Context: BJC U1L1 Click Alonzo; one of my students interpreted the instructions as, if you click on the stage (i.e. try to click Alonzo but miss), Alonzo should restore to 0 ghost effect.

It's a pretty good idea in terms of gameplay actually, so I wanted to show my class how to do it.

On the Stage scripting area I did this:

U1L1-ClickAlonzo-2023 script pic

But when the Stage scripting area is active, the say block is suppressed in the Looks palette (and is not found by ctrl-F). The only way I could make this happen is to make a custom block with 'say' inside it, and then from the Stage scripting area, drag it back out.

Is there a better way?

You can create the script in a sprite, then drag the script onto the stage.

Hmm, that actually worked, although the visual feedback of the say block bouncing back when I dragged it onto the Stage (thumbnail in the sprite corral), suggested to me otherwise. But when I went to the stage scripting area, there it was!

Also, when the sprite scripting area is active, I can drag the block all the way from the Looks palette to the Stage in the sprite corral -- it also bounces back (suggesting failure) but it works

The simple reason those blocks aren't in the Stage's palette is that users sometimes accidentally click on the Stage in the sprite corral, and a lot of experience with Scratch showed that they then get confused if they click on a Motion or Looks block and nothing happens. It's easier to debug if the user sees "the wrong" sprite move or whatever.

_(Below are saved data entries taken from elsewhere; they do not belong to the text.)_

//! Integration test: TaskLogger → SQLite → query back
//!
//! Uses a real in-memory SQLite database to verify the full flow:
//! TaskLogger opens and closes runs → ITaskLog persists them →
//! latest/recent queries return them.

use std::sync::Arc;

use jellymirror_audit::TaskLogger;
use jellymirror_cache::{DatabasePool, SqliteCatalogStore};
use jellymirror_core::{
    domain::{LogLevel, LogLine, TaskName, TaskState, TriggerType},
    ports::ITaskLog,
};

async fn make_logger() -> (Arc<SqliteCatalogStore>, TaskLogger) {
    let pool = DatabasePool::in_memory()
        .await
        .expect("Failed to create in-memory database");
    let store = Arc::new(SqliteCatalogStore::new(pool.pool().clone()));
    let logger = TaskLogger::new(Arc::clone(&store) as Arc<dyn ITaskLog>);
    (store, logger)
}

#[tokio::test]
async fn test_task_logger_integration_with_sqlite() {
    let (store, logger) = make_logger().await;

    let mut run = logger
        .open_run(TaskName::FullSync, TriggerType::Manual)
        .await
        .unwrap();

    // While running, a partial sync is blocked
    let conflict = logger.conflicting_run(TaskName::PartialSync).await.unwrap();
    assert_eq!(conflict.map(|r| r.id()), Some(run.id()));

    logger
        .close_run(
            &mut run,
            TaskState::Failed,
            vec![
                LogLine::info("Syncing... 1/3"),
                LogLine::error("fetch_items: Error: connection reset"),
            ],
        )
        .await;

    let stored = store.get_run(run.id()).await.unwrap().expect("run persisted");
    assert_eq!(stored.result(), TaskState::Failed);
    assert_eq!(stored.logged_data()[1].level, LogLevel::Error);
    assert!(logger
        .conflicting_run(TaskName::PartialSync)
        .await
        .unwrap()
        .is_none());

    let latest = logger.latest_run(TaskName::FullSync).await.unwrap().unwrap();
    assert_eq!(latest.id(), run.id());
    assert_eq!(logger.recent_runs(10).await.unwrap().len(), 1);
}

#[tokio::test]
async fn test_stale_runs_are_failed_at_startup() {
    let (store, logger) = make_logger().await;

    let crashed = logger
        .open_run(TaskName::PartialSync, TriggerType::Scheduled)
        .await
        .unwrap();

    assert_eq!(logger.fail_stale_runs(TaskName::PartialSync).await, 1);

    let stored = store.get_run(crashed.id()).await.unwrap().unwrap();
    assert_eq!(stored.result(), TaskState::Failed);
}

A more hidden reason is that those blocks, in a sprite's palette, have that sprite built into them as a sort of hidden input; the MOVE 10 STEPS block in Sprite(2)'s palette is, in effect, "really" MOVE SPRITE(2) 10 STEPS. If you drag such a block from one sprite to another, the block that appears in the target sprite's scripting area isn't "really" the same block you dragged; it is invisibly translated to the target sprite's block. So a Motion or Looks block in the Stage's palette wouldn't mean anything. Jens speaks eloquently about why it's sensible to think this way rather than to have one generic MOVE block that gets an implicit target sprite attached at the last moment, just as some sprite is running the block.

Interesting. So if it were possible to suppress irrelevant blocks in the Stage palette, but let them be discovered by CTRL-F, then it would really be "Stage-Say", which would lead to more confusion.

For ringified blocks I wonder if there's a sensible way to have the UI such that, when the tell block has Sprite or Alonzo selected, then you right-click on the ring, there could be an item called "sprite-specific palettes" that pops up a floating version of the palettes that could be chosen from.

Probably that's way too complex though.

Anything but Stage, actually. We thought about that sort of solution but yeah, it seemed too complicated.

The basic idea is that it's sprites and the stage that are active agents in Snap!, not blocks. The rest of the story follows from that.